TASK TO COMPLETE:
The lines from the top of the records below through the one containing "pub mod cors;" are to be transcribed exactly, and nothing else is to be added.

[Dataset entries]
// ABOUTME: HTTP middleware for CORS, request IDs, and per-request tracing spans
// ABOUTME: Layers are assembled by the server when the router is built
//
// SPDX-License-Identifier: MIT OR Apache-2.0
// Copyright (c) 2025 Pierre Fitness Intelligence

/// CORS layer built from configuration
pub mod cors;
/// Request ID generation and request spans
pub mod request_id;

// CORS configuration
pub use cors::setup_cors;

// Request IDs and spans
pub use request_id::{make_request_span, MakeRequestUuid, REQUEST_ID_HEADER};
// ABOUTME: System prompts for the insight generators, loaded at compile time
// ABOUTME: Prompts live in markdown files next to this module for easy editing
//
// SPDX-License-Identifier: MIT OR Apache-2.0
// Copyright (c) 2025 Pierre Fitness Intelligence

/// System prompt for the multi-city insights report
pub const INSIGHTS_SYSTEM_PROMPT: &str = include_str!("insights_system.md");

/// System prompt for a single-city briefing
pub const CITY_INSIGHT_SYSTEM_PROMPT: &str = include_str!("city_insight_system.md");
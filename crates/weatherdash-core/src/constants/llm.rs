// ABOUTME: LLM provider constants for the DeepSeek OpenAI-compatible endpoint
// ABOUTME: Default model, base URL, temperatures, and token limits
//
// SPDX-License-Identifier: MIT OR Apache-2.0
// Copyright (c) 2025 Pierre Fitness Intelligence

/// DeepSeek OpenAI-compatible API base URL
pub const DEEPSEEK_DEFAULT_BASE_URL: &str = "https://api.deepseek.com/v1";

/// Default DeepSeek chat model
pub const DEEPSEEK_DEFAULT_MODEL: &str = "deepseek-chat";

/// Chat summarization temperature
pub const CHAT_TEMPERATURE: f32 = 0.4;

/// Insight generation temperature
pub const INSIGHTS_TEMPERATURE: f32 = 0.3;

/// Token ceiling for chat answers
pub const CHAT_MAX_TOKENS: u32 = 1_000;

/// Token ceiling for multi-city insights
pub const INSIGHTS_MAX_TOKENS: u32 = 1_500;

/// Token ceiling for a single-city insight
pub const CITY_INSIGHT_MAX_TOKENS: u32 = 500;

/// LLM request timeout in seconds
pub const LLM_REQUEST_TIMEOUT_SECS: u64 = 60;

/// Label reported as the insights source
pub const INSIGHTS_SOURCE: &str = "DEEPSEEK_AI_ANALYSIS";
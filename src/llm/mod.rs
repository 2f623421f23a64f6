// ABOUTME: LLM provider abstraction layer for pluggable AI model integration
// ABOUTME: Defines the contract for chat-completion providers used by the AI handlers
//
// SPDX-License-Identifier: MIT OR Apache-2.0
// Copyright (c) 2025 Pierre Fitness Intelligence

//! # LLM Provider Service Provider Interface
//!
//! The AI chat and insights handlers talk to text-generation models through the
//! [`LlmProvider`] trait. The production implementation is
//! [`OpenAiCompatibleProvider`], pointed at DeepSeek by default; tests swap in
//! in-process stubs.
//!
//! ## Example
//!
//! ```rust,no_run
//! use weatherdash_server::llm::{ChatMessage, ChatRequest, LlmProvider, OpenAiCompatibleConfig, OpenAiCompatibleProvider};
//! use weatherdash_server::errors::AppError;
//!
//! # async fn demo() -> Result<(), AppError> {
//! let provider = OpenAiCompatibleProvider::new(OpenAiCompatibleConfig::deepseek("sk-..."))?;
//! let request = ChatRequest::new(vec![ChatMessage::user("Is it raining in Paris?")])
//!     .with_temperature(0.4);
//! let response = provider.complete(&request).await?;
//! println!("{}", response.content);
//! # Ok(())
//! # }
//! ```

mod openai_compatible;

pub use openai_compatible::{OpenAiCompatibleConfig, OpenAiCompatibleProvider};

use async_trait::async_trait;
use serde::{Deserialize, Serialize};

use crate::errors::AppError;

// ============================================================================
// Capability Flags
// ============================================================================

bitflags::bitflags! {
    /// LLM provider capability flags
    #[derive(Debug, Clone, Copy, Default, PartialEq, Eq, Serialize, Deserialize)]
    pub struct LlmCapabilities: u8 {
        /// Provider supports streaming responses
        const STREAMING = 0b0000_0001;
        /// Provider supports function/tool calling
        const FUNCTION_CALLING = 0b0000_0010;
        /// Provider supports JSON mode output
        const JSON_MODE = 0b0000_1000;
        /// Provider supports system messages
        const SYSTEM_MESSAGES = 0b0001_0000;
    }
}

impl LlmCapabilities {
    /// Plain text generation with system prompts
    #[must_use]
    pub const fn text_only() -> Self {
        Self::SYSTEM_MESSAGES
    }

    /// Check if system messages are supported
    #[must_use]
    pub const fn supports_system_messages(&self) -> bool {
        self.contains(Self::SYSTEM_MESSAGES)
    }
}

// ============================================================================
// Message Types
// ============================================================================

/// Role of a message in the conversation
#[derive(Debug, Clone, Copy, PartialEq, Eq, Serialize, Deserialize)]
#[serde(rename_all = "lowercase")]
pub enum MessageRole {
    /// Instructions for the model
    System,
    /// End-user input
    User,
    /// Model output
    Assistant,
}

impl MessageRole {
    /// Wire name of the role
    #[must_use]
    pub const fn as_str(&self) -> &'static str {
        match self {
            Self::System => "system",
            Self::User => "user",
            Self::Assistant => "assistant",
        }
    }
}

/// A single message in a chat conversation
#[derive(Debug, Clone, PartialEq, Eq, Serialize, Deserialize)]
pub struct ChatMessage {
    /// Author role
    pub role: MessageRole,
    /// Text content
    pub content: String,
}

impl ChatMessage {
    /// Create a new chat message
    #[must_use]
    pub fn new(role: MessageRole, content: impl Into<String>) -> Self {
        Self {
            role,
            content: content.into(),
        }
    }

    /// Create a system message
    #[must_use]
    pub fn system(content: impl Into<String>) -> Self {
        Self::new(MessageRole::System, content)
    }

    /// Create a user message
    #[must_use]
    pub fn user(content: impl Into<String>) -> Self {
        Self::new(MessageRole::User, content)
    }
}

// ============================================================================
// Request/Response Types
// ============================================================================

/// Configuration for a chat completion request
#[derive(Debug, Clone, Serialize, Deserialize)]
pub struct ChatRequest {
    /// Conversation messages
    pub messages: Vec<ChatMessage>,
    /// Model override, provider default when `None`
    pub model: Option<String>,
    /// Sampling temperature
    pub temperature: Option<f32>,
    /// Output token ceiling
    pub max_tokens: Option<u32>,
}

impl ChatRequest {
    /// Create a new chat request with messages
    #[must_use]
    pub const fn new(messages: Vec<ChatMessage>) -> Self {
        Self {
            messages,
            model: None,
            temperature: None,
            max_tokens: None,
        }
    }

    /// Set the model to use
    #[must_use]
    pub fn with_model(mut self, model: impl Into<String>) -> Self {
        self.model = Some(model.into());
        self
    }

    /// Set the temperature
    #[must_use]
    pub const fn with_temperature(mut self, temperature: f32) -> Self {
        self.temperature = Some(temperature);
        self
    }

    /// Set the maximum tokens
    #[must_use]
    pub const fn with_max_tokens(mut self, max_tokens: u32) -> Self {
        self.max_tokens = Some(max_tokens);
        self
    }
}

/// Response from a chat completion
#[derive(Debug, Clone, Serialize, Deserialize)]
pub struct ChatResponse {
    /// Generated text
    pub content: String,
    /// Model that produced the text
    pub model: String,
    /// Token accounting when reported
    pub usage: Option<TokenUsage>,
    /// Why generation stopped
    pub finish_reason: Option<String>,
}

/// Token usage statistics
#[derive(Debug, Clone, Copy, PartialEq, Eq, Serialize, Deserialize)]
pub struct TokenUsage {
    /// Prompt tokens
    pub prompt_tokens: u32,
    /// Completion tokens
    pub completion_tokens: u32,
    /// Sum of both
    pub total_tokens: u32,
}

// ============================================================================
// Provider Trait
// ============================================================================

/// Contract for text-generation providers
#[async_trait]
pub trait LlmProvider: Send + Sync {
    /// Short identifier, e.g. `deepseek`
    fn name(&self) -> &str;

    /// Human-readable name
    fn display_name(&self) -> &str;

    /// Supported features
    fn capabilities(&self) -> LlmCapabilities;

    /// Model used when a request does not name one
    fn default_model(&self) -> &str;

    /// Perform a non-streaming completion
    async fn complete(&self, request: &ChatRequest) -> Result<ChatResponse, AppError>;

    /// Check that the provider is reachable and the credential is accepted
    async fn health_check(&self) -> Result<bool, AppError>;
}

EXERCISE ANSWER:
// ABOUTME: HTTP middleware for CORS, request IDs, and per-request tracing spans
// ABOUTME: Layers are assembled by the server when the router is built
//
// SPDX-License-Identifier: MIT OR Apache-2.0
// Copyright (c) 2025 Pierre Fitness Intelligence

/// CORS layer built from configuration
pub mod cors;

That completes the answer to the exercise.